4. Discuss your expectations for behavior and your style of discipline with the child. Make sure that the rules and the consequences for breaking the rules are clear. Make sure that both you and the child understand beforehand the specific consequences for compliant and non-compliant behaviors. Be consistent when applying consequences. Use flexibility in consequences to illustrate reason and understanding. Utilize positive reinforcement and rewards. Avoid physical discipline.

5. Talk with the child. Give them age appropriate information. The more the child knows about who, what, where, why, and how the adult world works, the easier it is to make sense of it. Unpredictability and the unknown are two things that will make a traumatized child more anxious, fearful, and, therefore, more symptomatic. They may become more hyperactive, impulsive, anxious, and aggressive, and have more sleep and mood problems. Without factual information, children (and adults) speculate and fill in the empty spaces to make a complete story or explanation. In most cases, the child's fears and fantasies are much more frightening and disturbing than the truth. Tell the child the truth, even when it is emotionally difficult. If you don't know the answer yourself, tell the child. Honesty and openness will help the child develop trust.
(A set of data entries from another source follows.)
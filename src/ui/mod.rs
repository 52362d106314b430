pub mod buttons;
pub mod embeds;
pub mod notifier;

pub use notifier::SerenityNotifier;
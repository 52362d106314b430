use anyhow::Result;
use serenity::{model::gateway::GatewayIntents, Client};
use songbird::SerenityInit;
use std::sync::Arc;
use tokio_util::sync::CancellationToken;
use tracing::{error, info};

use guild_jukebox::{
    audio::{
        bridge::CompletionBridge,
        idle::{IdleMonitor, IdleSettings},
        pipeline::FfmpegLauncher,
        player::{EngineSettings, PlaybackEngine},
    },
    bot::JukeboxBot,
    config::Config,
    sources::YtDlpResolver,
    ui::SerenityNotifier,
};

fn main() -> Result<()> {
    // Inicializar logging
    tracing_subscriber::fmt()
        .with_env_filter(
            tracing_subscriber::EnvFilter::from_default_env()
                .add_directive("guild_jukebox=debug".parse()?)
                .add_directive("serenity=info".parse()?)
                .add_directive("songbird=info".parse()?),
        )
        .init();

    info!("🎵 Iniciando Guild Jukebox v{}", env!("CARGO_PKG_VERSION"));

    // Cargar configuración
    let config = Config::load()?;
    info!("{}", config.summary());

    let runtime = tokio::runtime::Builder::new_multi_thread()
        .worker_threads(config.worker_threads)
        .thread_name("jukebox-worker")
        .enable_all()
        .build()?;

    // Manejar health check si es necesario
    if std::env::args().any(|arg| arg == "--health-check") {
        return runtime.block_on(health_check(&config));
    }

    runtime.block_on(run(config))
}

async fn run(config: Config) -> Result<()> {
    // Configurar intents mínimos necesarios
    let intents = GatewayIntents::GUILDS | GatewayIntents::GUILD_VOICE_STATES;

    let shutdown = CancellationToken::new();
    let (bridge, completions) =
        CompletionBridge::new(config.completion_capacity, config.completion_timeout());

    let http = Arc::new(serenity::http::Http::new(&config.discord_token));
    let engine = Arc::new(PlaybackEngine::new(
        Arc::new(YtDlpResolver::new(&config.ytdlp_path, &config.ffprobe_path)),
        Arc::new(FfmpegLauncher::new(&config.ffmpeg_path)),
        Arc::new(SerenityNotifier::new(http)),
        bridge,
        EngineSettings {
            max_queue_size: config.max_queue_size,
            teardown_grace: config.teardown_grace(),
        },
    ));
    let idle = Arc::new(IdleSettings::new(config.idle_timeout));

    // Tareas de fondo
    let completion_task = engine.clone().spawn_completion_loop(completions, shutdown.clone());
    let idle_task = IdleMonitor::new(engine.clone(), idle.clone(), config.idle_sweep_interval())
        .spawn(shutdown.clone());
    info!("💤 Monitor de inactividad activo ({}s)", config.idle_timeout);

    // Construir cliente
    let token = config.discord_token.clone();
    let handler = JukeboxBot::new(config, engine, idle);
    let mut client = Client::builder(&token, intents)
        .event_handler(handler)
        .register_songbird()
        .await?;

    // Manejar shutdown graceful
    let shard_manager = client.shard_manager.clone();
    let signal_token = shutdown.clone();
    tokio::spawn(async move {
        if let Err(e) = tokio::signal::ctrl_c().await {
            error!("Error al registrar Ctrl+C: {:?}", e);
            return;
        }
        info!("⚠️ Señal de shutdown recibida, cerrando...");
        signal_token.cancel();
        shard_manager.shutdown_all().await;
    });

    // Iniciar bot
    info!("🚀 Bot iniciado exitosamente");
    if let Err(why) = client.start().await {
        error!("Error al ejecutar cliente: {:?}", why);
    }

    shutdown.cancel();
    let _ = tokio::join!(completion_task, idle_task);
    info!("👋 Guild Jukebox detenido");
    Ok(())
}

async fn health_check(config: &Config) -> Result<()> {
    // Verificar dependencias críticas
    let yt_dlp = async_process::Command::new(&config.ytdlp_path)
        .arg("--version")
        .output()
        .await?;

    let ffmpeg = async_process::Command::new(&config.ffmpeg_path)
        .arg("-version")
        .output()
        .await?;

    if yt_dlp.status.success() && ffmpeg.status.success() {
        println!("OK");
        Ok(())
    } else {
        anyhow::bail!("Dependencias faltantes");
    }
}
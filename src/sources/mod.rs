//! # Sources Module
//!
//! Everything between a user's request and a playable [`Source`](crate::audio::source::Source):
//!
//! - [`Locator`]: what the user asked for (a URL or an uploaded attachment)
//! - [`Platform`]: which site a locator points at, and whether it is a playlist
//! - [`Resolver`]: the collaborator that turns a locator into metadata plus a stream URL
//!
//! The production resolver lives in [`ytdlp`] and shells out to `yt-dlp` and `ffprobe`.

pub mod ytdlp;

use async_trait::async_trait;
use regex::Regex;
use std::{fmt, sync::LazyLock};
use url::Url;

use crate::{
    audio::source::{ResolvedInfo, SourceVariant},
    error::{PlaybackError, PlaybackResult},
};

pub use ytdlp::YtDlpResolver;

static NICO_PLAYLIST: LazyLock<Regex> =
    LazyLock::new(|| Regex::new(r"/(mylist|series)/\d+").expect("regex válido"));

/// Archivo subido al chat
#[derive(Debug, Clone, PartialEq, Eq)]
pub struct AttachmentRef {
    pub id: u64,
    pub filename: String,
    pub url: String,
}

/// Contenido sin resolver que identifica algo reproducible
#[derive(Debug, Clone, PartialEq, Eq)]
pub enum Locator {
    Url(Url),
    Attachment(AttachmentRef),
}

impl Locator {
    pub fn parse(raw: &str) -> PlaybackResult<Self> {
        Url::parse(raw.trim())
            .map(Locator::Url)
            .map_err(|e| PlaybackError::resolution(raw, e))
    }

    pub fn platform(&self) -> Platform {
        match self {
            Locator::Attachment(_) => Platform::Attachment,
            Locator::Url(url) => Platform::detect(url),
        }
    }

    /// Clasifica el locator sin tocar la red.
    pub fn classify(&self) -> LocatorClass {
        let platform = self.platform();
        let is_playlist = match self {
            Locator::Attachment(_) => false,
            Locator::Url(url) => match platform {
                Platform::YouTube => {
                    url.query_pairs().any(|(k, _)| k == "list") && !url.path().starts_with("/watch")
                        || url.path().starts_with("/playlist")
                }
                Platform::NicoNico => NICO_PLAYLIST.is_match(url.path()),
                Platform::SoundCloud => url.path().contains("/sets/"),
                _ => false,
            },
        };

        LocatorClass { is_playlist, platform }
    }
}

impl fmt::Display for Locator {
    fn fmt(&self, f: &mut fmt::Formatter<'_>) -> fmt::Result {
        match self {
            Locator::Url(url) => write!(f, "{url}"),
            Locator::Attachment(attachment) => write!(f, "{}", attachment.filename),
        }
    }
}

#[derive(Debug, Clone, Copy, PartialEq, Eq)]
pub enum Platform {
    YouTube,
    NicoNico,
    SoundCloud,
    Spotify,
    AppleMusic,
    Direct,
    Attachment,
}

impl Platform {
    pub fn detect(url: &Url) -> Self {
        let host = url.host_str().unwrap_or_default().trim_start_matches("www.");

        match host {
            "youtube.com" | "m.youtube.com" | "music.youtube.com" | "youtu.be" => Platform::YouTube,
            "nico.ms" => Platform::NicoNico,
            h if h == "nicovideo.jp" || h.ends_with(".nicovideo.jp") => Platform::NicoNico,
            h if h == "soundcloud.com" || h.ends_with(".soundcloud.com") => Platform::SoundCloud,
            "open.spotify.com" => Platform::Spotify,
            "music.apple.com" => Platform::AppleMusic,
            _ => Platform::Direct,
        }
    }

    /// Plataformas que requieren sesión con cookies en cada apertura del pipeline.
    pub fn needs_session(self) -> bool {
        matches!(self, Platform::NicoNico)
    }

    /// yt-dlp no sabe extraer audio de estos catálogos
    pub fn is_supported(self) -> bool {
        !matches!(self, Platform::Spotify | Platform::AppleMusic)
    }
}

#[derive(Debug, Clone, Copy, PartialEq, Eq)]
pub struct LocatorClass {
    pub is_playlist: bool,
    pub platform: Platform,
}

/// Resultado de resolver un locator
#[derive(Debug, Clone, PartialEq)]
pub struct ResolvedTrack {
    pub info: ResolvedInfo,
    pub variant: SourceVariant,
}

/// Entrada de una playlist expandida
#[derive(Debug, Clone, PartialEq)]
pub struct PlaylistEntry {
    pub locator: Locator,
    pub title: Option<String>,
}

/// Colaborador que resuelve locators a fuentes reproducibles
#[async_trait]
pub trait Resolver: Send + Sync {
    /// Obtiene metadatos y URL de stream para un único item
    async fn resolve(&self, locator: &Locator, video_mode: bool) -> PlaybackResult<ResolvedTrack>;

    /// Indica si el locator es una playlist y de qué plataforma viene
    async fn classify(&self, locator: &Locator) -> PlaybackResult<LocatorClass> {
        Ok(locator.classify())
    }

    /// Expande una playlist en sus entradas
    async fn expand(&self, locator: &Locator) -> PlaybackResult<Vec<PlaylistEntry>>;
}
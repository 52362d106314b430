use async_trait::async_trait;
use serenity::model::id::{ChannelId, UserId};

use crate::audio::source::ResolvedInfo;

/// Avisos que el motor envía al último canal de texto conocido de la guild
#[derive(Debug, Clone, PartialEq)]
pub enum Notice {
    NowPlaying { info: ResolvedInfo, requester: UserId },
    PlaybackFailed { title: String, reason: String },
    ResolutionFailed { locator: String, reason: String },
    IdleDisconnect { idle_secs: u64 },
}

/// Destino de los avisos. Los fallos se registran y nunca frenan la cola.
#[cfg_attr(test, mockall::automock)]
#[async_trait]
pub trait Notifier: Send + Sync {
    async fn notify(&self, channel: ChannelId, notice: Notice) -> anyhow::Result<()>;
}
6. Watch closely for signs of reenactment (e.g., in play, drawing, behaviors), avoidance (e.g., being withdrawn, daydreaming, avoiding other children) and physiological hyperreactivity (e.g., anxiety, sleep problems, behavioral impulsivity). All traumatized children exhibit some combination of these symptoms in the acute post-traumatic period. Many exhibit these symptoms for years after the traumatic event. When you see these symptoms, it is likely that the child has had some reminder of the event, either through thoughts or experiences. Try to comfort and be tolerant of the child's emotional and behavioral problems. Again, these symptoms will wax and wane -- sometimes for no apparent reason. Record the behaviors and emotions you observe and try to notice patterns in the behavior.

7. Protect the child. Do not hesitate to cut short or stop activities that are upsetting or re-traumatizing for the child. If you observe increased symptoms in a child that occur in a certain situation or following exposure to certain movies or activities, avoid them. Try to restructure or limit these activities to avoid re-traumatization.
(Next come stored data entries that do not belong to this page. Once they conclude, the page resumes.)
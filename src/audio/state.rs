use dashmap::DashMap;
use serenity::model::id::{ChannelId, GuildId};
use std::{
    sync::Arc,
    time::{Duration, Instant},
};
use tokio::sync::Mutex;
use tracing::{debug, info};

use crate::audio::{
    effects::{FilterConfig, Quality},
    item::Item,
    queue::MusicQueue,
    source::Source,
    transport::{PlaybackHandle, Transport},
};

#[derive(Debug, Clone, Copy, PartialEq, Eq)]
pub enum PlaybackPhase {
    Idle,
    Resolving,
    Playing,
    Paused,
}

/// Fuente adjunta al transporte junto con su control
pub struct ActiveSource {
    pub source: Source,
    pub handle: Box<dyn PlaybackHandle>,
}

/// Estado de reproducción de una guild.
///
/// `phase` es `Playing` o `Paused` solo mientras hay `active`. `attempt` crece
/// cada vez que una fuente se adjunta o se descarta, así las señales de
/// intentos anteriores se reconocen como obsoletas.
pub struct TenantState {
    pub id: GuildId,
    pub queue: MusicQueue,
    pub active: Option<ActiveSource>,
    pub phase: PlaybackPhase,
    pub looping: bool,
    /// Preferencia del usuario; la cola la aplica en el siguiente avance
    pub shuffle: bool,
    pub bass_boost: bool,
    /// Calidad fijada con el comando; si no hay, se usa la del item
    pub quality: Option<Quality>,
    pub last_activity: Instant,
    pub transport: Option<Arc<dyn Transport>>,
    pub text_channel: Option<ChannelId>,
    pub attempt: u64,
    pub skip_requested: bool,
}

impl TenantState {
    pub fn new(id: GuildId, max_queue_size: usize) -> Self {
        Self {
            id,
            queue: MusicQueue::new(max_queue_size),
            active: None,
            phase: PlaybackPhase::Idle,
            looping: false,
            shuffle: false,
            bass_boost: false,
            quality: None,
            last_activity: Instant::now(),
            transport: None,
            text_channel: None,
            attempt: 0,
            skip_requested: false,
        }
    }

    pub fn is_playing(&self) -> bool {
        self.phase == PlaybackPhase::Playing
    }

    pub fn is_connected(&self) -> bool {
        self.transport.is_some()
    }

    pub fn touch(&mut self) {
        self.touch_at(Instant::now());
    }

    pub fn touch_at(&mut self, now: Instant) {
        self.last_activity = now;
    }

    pub fn idle_for(&self, now: Instant) -> Duration {
        now.saturating_duration_since(self.last_activity)
    }

    /// Filtros con los que se abre un item nuevo
    pub fn filters_for(&self, item: &Item) -> FilterConfig {
        FilterConfig {
            bass_boost: self.bass_boost,
            quality: self.quality.unwrap_or(item.quality),
            video_mode: item.video_mode,
        }
    }

    /// Aplica a la cola la preferencia de shuffle pendiente
    pub fn sync_shuffle(&mut self) {
        if self.shuffle == self.queue.is_shuffled() {
            return;
        }
        if self.shuffle {
            self.queue.shuffle();
        } else {
            self.queue.unshuffle();
        }
    }

    /// Quita la fuente activa e invalida las señales que aún pueda emitir
    pub fn take_active(&mut self) -> Option<ActiveSource> {
        self.attempt += 1;
        if matches!(self.phase, PlaybackPhase::Playing | PlaybackPhase::Paused) {
            self.phase = PlaybackPhase::Idle;
        }
        self.active.take()
    }

    /// Vuelve a inactivo sin conexión. Las preferencias se conservan.
    pub fn reset(&mut self) -> (Option<ActiveSource>, Option<Arc<dyn Transport>>) {
        let active = self.take_active();
        self.phase = PlaybackPhase::Idle;
        self.skip_requested = false;
        self.queue.clear();
        debug!("♻️ Estado de guild {} reiniciado", self.id);
        (active, self.transport.take())
    }
}

/// Mapa de guilds a su estado. Cada estado tiene su propio mutex.
pub struct TenantRegistry {
    tenants: DashMap<GuildId, Arc<Mutex<TenantState>>>,
    max_queue_size: usize,
}

impl TenantRegistry {
    pub fn new(max_queue_size: usize) -> Self {
        Self {
            tenants: DashMap::new(),
            max_queue_size,
        }
    }

    /// Crea el estado si no existe; registrar dos veces no lo reemplaza
    pub fn register(&self, id: GuildId) -> Arc<Mutex<TenantState>> {
        self.tenants
            .entry(id)
            .or_insert_with(|| {
                info!("📋 Guild {} registrada", id);
                Arc::new(Mutex::new(TenantState::new(id, self.max_queue_size)))
            })
            .clone()
    }

    pub fn get(&self, id: GuildId) -> Option<Arc<Mutex<TenantState>>> {
        self.tenants.get(&id).map(|entry| entry.value().clone())
    }

    pub fn remove(&self, id: GuildId) -> Option<Arc<Mutex<TenantState>>> {
        self.tenants.remove(&id).map(|(_, state)| state)
    }

    /// Copia de las entradas para recorrerlas sin retener el mapa
    pub fn snapshot(&self) -> Vec<(GuildId, Arc<Mutex<TenantState>>)> {
        self.tenants
            .iter()
            .map(|entry| (*entry.key(), entry.value().clone()))
            .collect()
    }

    pub fn len(&self) -> usize {
        self.tenants.len()
    }

    pub fn is_empty(&self) -> bool {
        self.tenants.is_empty()
    }
}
8. Give the child choices and some sense of control. When a child, particularly a traumatized child, feels that they do not have control of a situation. they will predictably get more symptomatic. If a child is given some choice or some element of control in an activity or in an interaction with an adult, they will feel safer and more comfortable and will be able to feel, think, and act in a more mature fashion. When a child is having difficulty with compliance, frame the consequence as a choice for them: "You have a choice -- you can choose to do what I have asked or you can choose . . ." Again, this simple framing of the interaction with the child gives them some sense of control and can help defuse situations where the child feels out of control, and therefore anxious.
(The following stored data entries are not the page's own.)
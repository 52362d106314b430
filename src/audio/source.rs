use serenity::model::id::UserId;
use std::{
    fmt,
    sync::{
        atomic::{AtomicU64, Ordering},
        Arc,
    },
    time::Duration,
};
use tracing::debug;

use crate::{
    audio::{
        effects::FilterConfig,
        pipeline::{PipelineLauncher, PipelineSpec, RenderPipeline},
    },
    error::PlaybackResult,
    sources::{Locator, ResolvedTrack, Resolver},
};

/// Unidades de progreso por segundo (un frame de 20 ms por unidad)
pub const UNITS_PER_SECOND: u64 = 50;
pub const FRAME: Duration = Duration::from_millis(20);

/// Metadatos de una pista resuelta
#[derive(Debug, Clone, PartialEq)]
pub struct ResolvedInfo {
    pub title: String,
    pub page_url: String,
    pub thumbnail_url: Option<String>,
    pub duration_secs: f64,
}

/// Cómo se obtiene el audio de una fuente
#[derive(Debug, Clone, PartialEq)]
pub enum SourceVariant {
    /// Stream remoto por URL
    Stream { stream_url: String },
    /// Stream de un sitio que exige sesión; las cookies viajan en cada apertura
    SiteSession {
        stream_url: String,
        cookies: Vec<(String, String)>,
        session_id: Option<String>,
    },
    /// Archivo subido al chat
    Upload { raw_url: String },
}

impl SourceVariant {
    pub fn input_url(&self) -> &str {
        match self {
            SourceVariant::Stream { stream_url } | SourceVariant::SiteSession { stream_url, .. } => {
                stream_url
            }
            SourceVariant::Upload { raw_url } => raw_url,
        }
    }

    pub fn request_headers(&self) -> Vec<(String, String)> {
        match self {
            SourceVariant::SiteSession { cookies, .. } if !cookies.is_empty() => {
                let cookie = cookies
                    .iter()
                    .map(|(name, value)| format!("{name}={value}"))
                    .collect::<Vec<_>>()
                    .join("; ");
                vec![("Cookie".to_string(), cookie)]
            }
            _ => Vec::new(),
        }
    }

    /// Los archivos subidos no tienen semántica de reconexión
    pub fn reconnects(&self) -> bool {
        !matches!(self, SourceVariant::Upload { .. })
    }

    pub fn label(&self) -> &'static str {
        match self {
            SourceVariant::Stream { .. } => "stream",
            SourceVariant::SiteSession { .. } => "sesión",
            SourceVariant::Upload { .. } => "archivo",
        }
    }

    pub fn pipeline_spec(&self, start_offset_secs: f64, filters: FilterConfig) -> PipelineSpec {
        PipelineSpec::new(self.input_url(), start_offset_secs, filters)
            .with_reconnect(self.reconnects())
            .with_headers(self.request_headers())
    }
}

/// Reloj de posición compartido con el hilo que empuja el audio.
///
/// Cuenta unidades de 20 ms; el transporte lo actualiza y el motor lo lee.
#[derive(Debug, Clone, Default)]
pub struct ProgressClock(Arc<AtomicU64>);

impl ProgressClock {
    pub fn starting_at(seconds: f64) -> Self {
        Self(Arc::new(AtomicU64::new(Self::seconds_to_units(seconds))))
    }

    pub fn seconds_to_units(seconds: f64) -> u64 {
        if !seconds.is_finite() || seconds <= 0.0 {
            return 0;
        }
        (seconds * UNITS_PER_SECOND as f64).round() as u64
    }

    pub fn units(&self) -> u64 {
        self.0.load(Ordering::Acquire)
    }

    pub fn set(&self, units: u64) {
        self.0.store(units, Ordering::Release);
    }

    pub fn advance(&self, units: u64) {
        self.0.fetch_add(units, Ordering::AcqRel);
    }

    pub fn seconds(&self) -> f64 {
        self.units() as f64 / UNITS_PER_SECOND as f64
    }
}

/// Fuente reproducible: metadatos resueltos + pipeline abierto + estado en vivo.
///
/// Nunca se modifica para hacer seek o cambiar filtros; [`Source::reopen_at`]
/// construye una fuente nueva con la misma identidad y un pipeline fresco.
pub struct Source {
    info: ResolvedInfo,
    variant: SourceVariant,
    volume: f32,
    progress: ProgressClock,
    requester: UserId,
    filters: FilterConfig,
    pipeline: Option<Box<dyn RenderPipeline>>,
}

impl Source {
    /// Resuelve el locator y abre el pipeline en `start_offset_secs`
    pub async fn open(
        locator: &Locator,
        start_offset_secs: f64,
        volume: f32,
        requester: UserId,
        filters: FilterConfig,
        resolver: &dyn Resolver,
        launcher: &dyn PipelineLauncher,
    ) -> PlaybackResult<Self> {
        let resolved = resolver.resolve(locator, filters.video_mode).await?;
        Self::from_resolved(resolved, start_offset_secs, volume, requester, filters, launcher)
    }

    pub fn from_resolved(
        resolved: ResolvedTrack,
        start_offset_secs: f64,
        volume: f32,
        requester: UserId,
        filters: FilterConfig,
        launcher: &dyn PipelineLauncher,
    ) -> PlaybackResult<Self> {
        let ResolvedTrack { info, variant } = resolved;
        let pipeline = launcher.launch(variant.pipeline_spec(start_offset_secs, filters))?;

        debug!(
            "🎧 Fuente abierta ({}) '{}' en {:.2}s",
            variant.label(),
            info.title,
            start_offset_secs
        );

        Ok(Self {
            info,
            variant,
            volume: volume.clamp(0.0, 2.0),
            progress: ProgressClock::starting_at(start_offset_secs),
            requester,
            filters,
            pipeline: Some(pipeline),
        })
    }

    /// Fuente nueva con la misma identidad, abierta en otra posición o con otros filtros.
    ///
    /// El pipeline de `self` no se toca: quien llama debe soltarlo en cuanto
    /// adjunte el nuevo.
    pub fn reopen_at(
        &self,
        offset_secs: f64,
        filters: FilterConfig,
        launcher: &dyn PipelineLauncher,
    ) -> PlaybackResult<Source> {
        let resolved = ResolvedTrack {
            info: self.info.clone(),
            variant: self.variant.clone(),
        };
        Self::from_resolved(resolved, offset_secs, self.volume, self.requester, filters, launcher)
    }

    pub fn current_position_secs(&self) -> f64 {
        self.progress.seconds()
    }

    pub fn info(&self) -> &ResolvedInfo {
        &self.info
    }

    pub fn variant(&self) -> &SourceVariant {
        &self.variant
    }

    pub fn requester(&self) -> UserId {
        self.requester
    }

    pub fn volume(&self) -> f32 {
        self.volume
    }

    pub fn set_volume(&mut self, volume: f32) {
        self.volume = volume.clamp(0.0, 2.0);
    }

    pub fn filters(&self) -> FilterConfig {
        self.filters
    }

    pub fn progress(&self) -> ProgressClock {
        self.progress.clone()
    }

    /// Entrega el pipeline al transporte. Solo puede hacerse una vez.
    pub fn take_pipeline(&mut self) -> Option<Box<dyn RenderPipeline>> {
        self.pipeline.take()
    }
}

impl fmt::Debug for Source {
    fn fmt(&self, f: &mut fmt::Formatter<'_>) -> fmt::Result {
        f.debug_struct("Source")
            .field("title", &self.info.title)
            .field("variant", &self.variant.label())
            .field("volume", &self.volume)
            .field("position", &self.current_position_secs())
            .field("filters", &self.filters)
            .finish_non_exhaustive()
    }
}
9. If you have questions, ask for help. These brief guidelines can only give you a broad framework for working with a traumatized child. Knowledge is power: the more informed you are and the more you understand the child, the better you can provide them with the support, nurturing, and guidance they need. Take advantage of resources in your community. In the final course lesson, we will talk about how to access some of these resources. While each community has agencies, organizations, and individuals coping with the same issues, you may need assistance finding the expertise that can help traumatized children.